Prier le Notre-Père nous assure-il de ne pas rabâcher ? On risque bien de rabâcher le Notre-Père lui-même !
L’accent de l’évangile de ce jour semble mis sur l’écueil de ressasser « nos » prières (Mt 6, 7) qui seraient exhaussées à proportion de notre insistance. Nous sommes plutôt invités à nous ouvrir à plus grand et plus haut que nous en faisant nôtre la prière que Jésus enseigne à tout disciple, l’ayant lui-même reçue du Père (Jean 17, 8). Non que nos intentions du moment ne comptent aux yeux de Dieu, car chacun assume son existence propre où se tient le Dieu incarné (« Tu as vu : tu regardes le mal et la souffrance, tu les prends dans ta main » Ps 9b, 14). Mais les demandes du Notre-Père sont des « fondamentaux » qui portent du fruit bien en amont de nos faux lieux de combat et d’imploration. En effet, nous laisser travailler par ces demandes, et l’engagement qu’elles supposent, c’est nous laisser façonner par un Autre, et cela rejaillit dans notre vie et notre monde.

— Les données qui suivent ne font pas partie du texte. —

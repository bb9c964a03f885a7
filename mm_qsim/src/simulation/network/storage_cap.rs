/// StorageCap tracks how many entities a link can hold at once. Entities consume storage when they
/// enter a link and release it when they leave the link, either by moving on to the next link or
/// by arriving at the end of their route. Entities which depart on a link don't consume storage,
/// as they are placed into the waiting list of the link.
#[derive(Debug, Clone)]
pub struct StorageCap {
    max: u32,
    used: u32,
}

impl StorageCap {
    pub fn build(
        length: f64,
        perm_lanes: f32,
        capacity_h: f32,
        sample_size: f32,
        effective_cell_size: f32,
    ) -> Self {
        let flow_cap_s = capacity_h as f64 * sample_size as f64 / 3600.;
        let cells = length * perm_lanes as f64 * sample_size as f64 / effective_cell_size as f64;
        // storage capacity needs to be at least enough to handle the cap_per_time_step, and every
        // link must be able to hold a single entity
        let max = cells.floor().max(flow_cap_s.ceil()).max(1.);

        Self::with_max(max as u32)
    }

    pub fn with_max(max: u32) -> Self {
        Self { max, used: 0 }
    }

    pub fn used(&self) -> u32 {
        self.used
    }

    pub fn max(&self) -> u32 {
        self.max
    }

    /// Consumes storage for one entity. This method should be called when an entity enters a link.
    pub fn consume(&mut self) {
        self.used += 1;
    }

    /// Releases the storage of one entity. This method should be called when an entity leaves a link.
    pub fn release(&mut self) {
        self.used = self.used.saturating_sub(1);
    }

    pub fn is_available(&self) -> bool {
        self.used < self.max
    }

    pub fn reset(&mut self) {
        self.used = 0;
    }
}
use std::fmt::{Display, Formatter};
use std::sync::Arc;

use itertools::Itertools;
use parking_lot::Mutex;
use tracing::{info, instrument};

use crate::simulation::config::{self, Config};
use crate::simulation::entities::Entity;
use crate::simulation::error::{ConfigurationError, EngineError, StateInconsistency};
use crate::simulation::id::Id;
use crate::simulation::network::activation::ActivationRegistry;
use crate::simulation::network::link::LinkQueue;
use crate::simulation::network::sim_network::{EntityPosition, ShutdownReport, SimNetwork};
use crate::simulation::network::{Link, Network, Node};
use crate::simulation::travel_time::{ModeTravelTimes, TravelTimeTable};

#[derive(Debug, Clone, Copy, PartialEq, Eq)]
pub enum EngineState {
    Uninitialized,
    Prepared,
    Running,
    ShutDown,
}

/// Periodic status of the engine, logged at info level.
#[derive(Debug, Clone, Copy, PartialEq, Eq)]
pub struct SimStatus {
    pub time: u32,
    pub active_links: usize,
    pub active_nodes: usize,
}

impl Display for SimStatus {
    fn fmt(&self, f: &mut Formatter<'_>) -> std::fmt::Result {
        write!(
            f,
            "SIMULATION (NetworkEngine) AT {} #links={} #nodes={}",
            write_time(self.time),
            self.active_links,
            self.active_nodes
        )
    }
}

/// Formats seconds as HH:MM:SS. Hours are not wrapped at midnight.
pub fn write_time(seconds: u32) -> String {
    format!(
        "{:02}:{:02}:{:02}",
        seconds / 3600,
        (seconds % 3600) / 60,
        seconds % 60
    )
}

/// Moves entities through the network, one tick at a time.
///
/// The engine starts `Uninitialized`. [`NetworkEngine::prepare`] resolves the travel time functions
/// and creates the runtime state of all links and nodes. Every call to [`NetworkEngine::step`]
/// first moves entities across the active nodes and then along the active links. Since entities
/// only enter links while nodes are moved, an entity can never leave a link in the tick it
/// entered. [`NetworkEngine::shutdown`] removes all entities which are still in the network.
#[derive(Debug)]
pub struct NetworkEngine {
    network: Arc<Network>,
    simulation: config::Simulation,
    info_period: u32,
    travel_times: ModeTravelTimes,
    sim_net: Option<SimNetwork>,
    state: EngineState,
    info_time: u32,
    last_tick: Option<u32>,
    last_status: Option<SimStatus>,
    active_links: Arc<ActivationRegistry<Link>>,
    active_nodes: Arc<ActivationRegistry<Node>>,
    inbox: Arc<Mutex<Vec<Entity>>>,
}

impl NetworkEngine {
    pub fn new(network: Arc<Network>, config: &Config, travel_times: ModeTravelTimes) -> Self {
        let active_links = Arc::new(ActivationRegistry::new(network.links().len()));
        let active_nodes = Arc::new(ActivationRegistry::new(network.nodes().len()));
        NetworkEngine {
            network,
            simulation: config.simulation(),
            info_period: config.network_engine().info_period,
            travel_times,
            sim_net: None,
            state: EngineState::Uninitialized,
            info_time: 0,
            last_tick: None,
            last_status: None,
            active_links,
            active_nodes,
            inbox: Arc::new(Mutex::new(Vec::new())),
        }
    }

    pub fn state(&self) -> EngineState {
        self.state
    }

    pub fn network(&self) -> &Arc<Network> {
        &self.network
    }

    /// A handle to activate links and nodes of this engine and to send entities onto its links
    /// from other threads.
    pub fn activator(&self) -> NetworkActivator {
        NetworkActivator {
            network: self.network.clone(),
            active_links: self.active_links.clone(),
            active_nodes: self.active_nodes.clone(),
            inbox: self.inbox.clone(),
        }
    }

    pub fn prepare(&mut self) -> Result<(), EngineError> {
        self.expect_state("prepare", &[EngineState::Uninitialized])?;
        if self.info_period == 0 {
            return Err(ConfigurationError::ZeroInfoPeriod.into());
        }

        info!("Travel time functions used for the network simulation:");
        for (mode, travel_time) in self.travel_times.iter().sorted_by(|a, b| a.0.cmp(b.0)) {
            info!("{mode}\t{travel_time:?}");
        }
        let table = TravelTimeTable::resolve(&self.travel_times, &self.simulation.main_modes)?;

        self.sim_net = Some(SimNetwork::new(
            self.network.clone(),
            table,
            self.simulation.sample_size,
            self.active_links.clone(),
            self.active_nodes.clone(),
        ));
        // the first status line is due at the last full period before the start
        self.info_time = (self.simulation.start_time / self.info_period) * self.info_period;
        self.state = EngineState::Prepared;

        info!(
            "Prepared network engine with {} links and {} nodes.",
            self.network.links().len(),
            self.network.nodes().len()
        );
        Ok(())
    }

    /// Processes one tick. Entities sent en route from other threads are put onto their links
    /// first, then nodes are moved, then links.
    #[instrument(level = "trace", skip(self))]
    pub fn step(&mut self, now: u32) -> Result<(), EngineError> {
        let expected = self.last_tick.map(|last| last + 1);
        let inbox = self.inbox.clone();
        let sim_net = self.running_network("step")?;
        if let Some(expected) = expected.filter(|expected| *expected != now) {
            return Err(EngineError::UnexpectedTick { now, expected });
        }

        let injected = std::mem::take(&mut *inbox.lock());
        if let Some(unsupported) = injected
            .iter()
            .find_map(|entity| sim_net.supports_mode(entity).err())
        {
            inbox.lock().extend(injected);
            return Err(unsupported.into());
        }
        for entity in injected {
            sim_net.depart(entity, now)?;
        }

        sim_net.move_nodes(now);
        sim_net.move_links(now);

        self.state = EngineState::Running;
        self.last_tick = Some(now);
        self.print_sim_log(now);
        Ok(())
    }

    /// Puts an entity which starts its route into the waiting list of its current link.
    pub fn depart(&mut self, entity: Entity, now: u32) -> Result<(), EngineError> {
        let network = self.network.clone();
        let sim_net = self.running_network("depart")?;
        validate_route(&network, &entity)?;
        sim_net.depart(entity, now)
    }

    /// Puts an entity onto its current link, as if it had just crossed the link's upstream node.
    /// If the link is full, the entity is handed back within [`EngineError::Capacity`].
    pub fn insert(&mut self, entity: Entity, now: u32) -> Result<(), EngineError> {
        let network = self.network.clone();
        let sim_net = self.running_network("insert")?;
        validate_route(&network, &entity)?;
        sim_net.insert(entity, now)
    }

    pub fn activate_link(&self, id: &Id<Link>) -> bool {
        self.active_links.activate(id)
    }

    pub fn activate_node(&self, id: &Id<Node>) -> bool {
        self.active_nodes.activate(id)
    }

    pub fn active_link_count(&self) -> usize {
        self.active_links.len()
    }

    pub fn active_node_count(&self) -> usize {
        self.active_nodes.len()
    }

    pub fn is_link_active(&self, id: &Id<Link>) -> bool {
        self.active_links.is_active(id)
    }

    pub fn is_node_active(&self, id: &Id<Node>) -> bool {
        self.active_nodes.is_active(id)
    }

    pub fn occupancy(&self, id: &Id<Link>) -> Option<u32> {
        self.link_queue(id).map(LinkQueue::occupancy)
    }

    /// Read only access to the runtime state of a link.
    pub fn link_queue(&self, id: &Id<Link>) -> Option<&LinkQueue> {
        self.sim_net.as_ref().and_then(|net| net.get_link(id))
    }

    pub fn entities_on_net(&self) -> usize {
        self.sim_net.as_ref().map_or(0, SimNetwork::veh_on_net)
    }

    pub fn locate(&self, id: &Id<Entity>) -> Option<EntityPosition> {
        self.sim_net.as_ref().and_then(|net| net.locate(id))
    }

    /// Entities which reached the end of their route since the last call.
    pub fn take_arrived(&mut self) -> Vec<Entity> {
        self.sim_net
            .as_mut()
            .map(SimNetwork::take_arrived)
            .unwrap_or_default()
    }

    pub fn take_inconsistencies(&mut self) -> Vec<StateInconsistency> {
        self.sim_net
            .as_mut()
            .map(SimNetwork::take_inconsistencies)
            .unwrap_or_default()
    }

    pub fn last_status(&self) -> Option<SimStatus> {
        self.last_status
    }

    /// Removes every entity from every link, regardless of whether the link is active, and resets
    /// the activation registries.
    pub fn shutdown(&mut self) -> Result<ShutdownReport, EngineError> {
        if self.state == EngineState::ShutDown {
            return Err(EngineError::InvalidState {
                operation: "shut down",
                state: self.state,
            });
        }

        let mut report = self
            .sim_net
            .take()
            .map(|mut net| net.clear())
            .unwrap_or_default();
        report.cleared.extend(std::mem::take(&mut *self.inbox.lock()));
        self.active_links.drain_active();
        self.active_nodes.drain_active();
        self.state = EngineState::ShutDown;

        info!(
            "Network engine shut down. Removed {} entities from the network.",
            report.cleared.len()
        );
        Ok(report)
    }

    fn print_sim_log(&mut self, now: u32) {
        if now >= self.info_time {
            self.info_time = (now / self.info_period + 1) * self.info_period;
            let status = SimStatus {
                time: now,
                active_links: self.active_link_count(),
                active_nodes: self.active_node_count(),
            };
            info!("{status}");
            self.last_status = Some(status);
        }
    }

    fn expect_state(
        &self,
        operation: &'static str,
        allowed: &[EngineState],
    ) -> Result<(), EngineError> {
        if allowed.contains(&self.state) {
            Ok(())
        } else {
            Err(EngineError::InvalidState {
                operation,
                state: self.state,
            })
        }
    }

    fn running_network(&mut self, operation: &'static str) -> Result<&mut SimNetwork, EngineError> {
        match (self.state, self.sim_net.as_mut()) {
            (EngineState::Prepared | EngineState::Running, Some(net)) => Ok(net),
            (state, _) => Err(EngineError::InvalidState { operation, state }),
        }
    }
}

fn validate_route(network: &Network, entity: &Entity) -> Result<(), EngineError> {
    network
        .validate_route(entity.remaining_route())
        .map_err(|source| EngineError::InvalidRoute {
            entity: entity.id().clone(),
            source,
        })
}

/// Handle to an engine which can be shared with other threads. Activations take effect in the
/// engine's next sweep. Entities sent en route are put onto their links at the beginning of the
/// engine's next tick.
#[derive(Debug, Clone)]
pub struct NetworkActivator {
    network: Arc<Network>,
    active_links: Arc<ActivationRegistry<Link>>,
    active_nodes: Arc<ActivationRegistry<Node>>,
    inbox: Arc<Mutex<Vec<Entity>>>,
}

impl NetworkActivator {
    pub fn activate_link(&self, id: &Id<Link>) -> bool {
        self.active_links.activate(id)
    }

    pub fn activate_node(&self, id: &Id<Node>) -> bool {
        self.active_nodes.activate(id)
    }

    /// Queues an entity to depart on its current link. The route is checked against the network
    /// right away, so that invalid entities are rejected on the sending thread.
    pub fn send_en_route(&self, entity: Entity) -> Result<(), EngineError> {
        validate_route(&self.network, &entity)?;
        self.inbox.lock().push(entity);
        Ok(())
    }
}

Ainsi du pardon : « si vous pardonnez aux hommes leurs fautes, votre Père céleste vous pardonnera à vous aussi ; mais si vous ne pardonnez pas aux hommes, votre Père non plus ne vous pardonnera pas vos fautes » (v 14). Associer la demande de pardon de nos offenses à notre propre pardon du frère, alors que nous en sommes si peu capables, comporte en réalité un enjeu christologique. Dans Le chemin de perfection, Thérèse d’Avila l’a perçu : le Père accorde le pardon en considération du Christ qui l’implore (CP 36, 6). C’est en notre nom que le Christ offre au Père (CP 36 ,7) ce que nous ne pouvons offrir, il l’accomplit en nous, mais non sans nous. D’où l’importance de l’abandon à la volonté de Dieu (Mt 6, 10) pour que soit « fendue la pierre de notre cœur ». Thérèse y voit aussi la radicalité évangélique de Jésus qui associe le pardon de Dieu et le nôtre : « Il a fait en notre nom une sorte de pacte avec son Père éternel. C’est comme s’il avait dit : « Fais ceci Seigneur, et me frères feront cela ! » Or, nous sommes bien assurés que notre divin Père ne manquera pas aux conventions prises ! Oh ! Quel bon payeur que notre Dieu ! Et qu’il sait bien dépasser la mesure !» (CP 37, 3).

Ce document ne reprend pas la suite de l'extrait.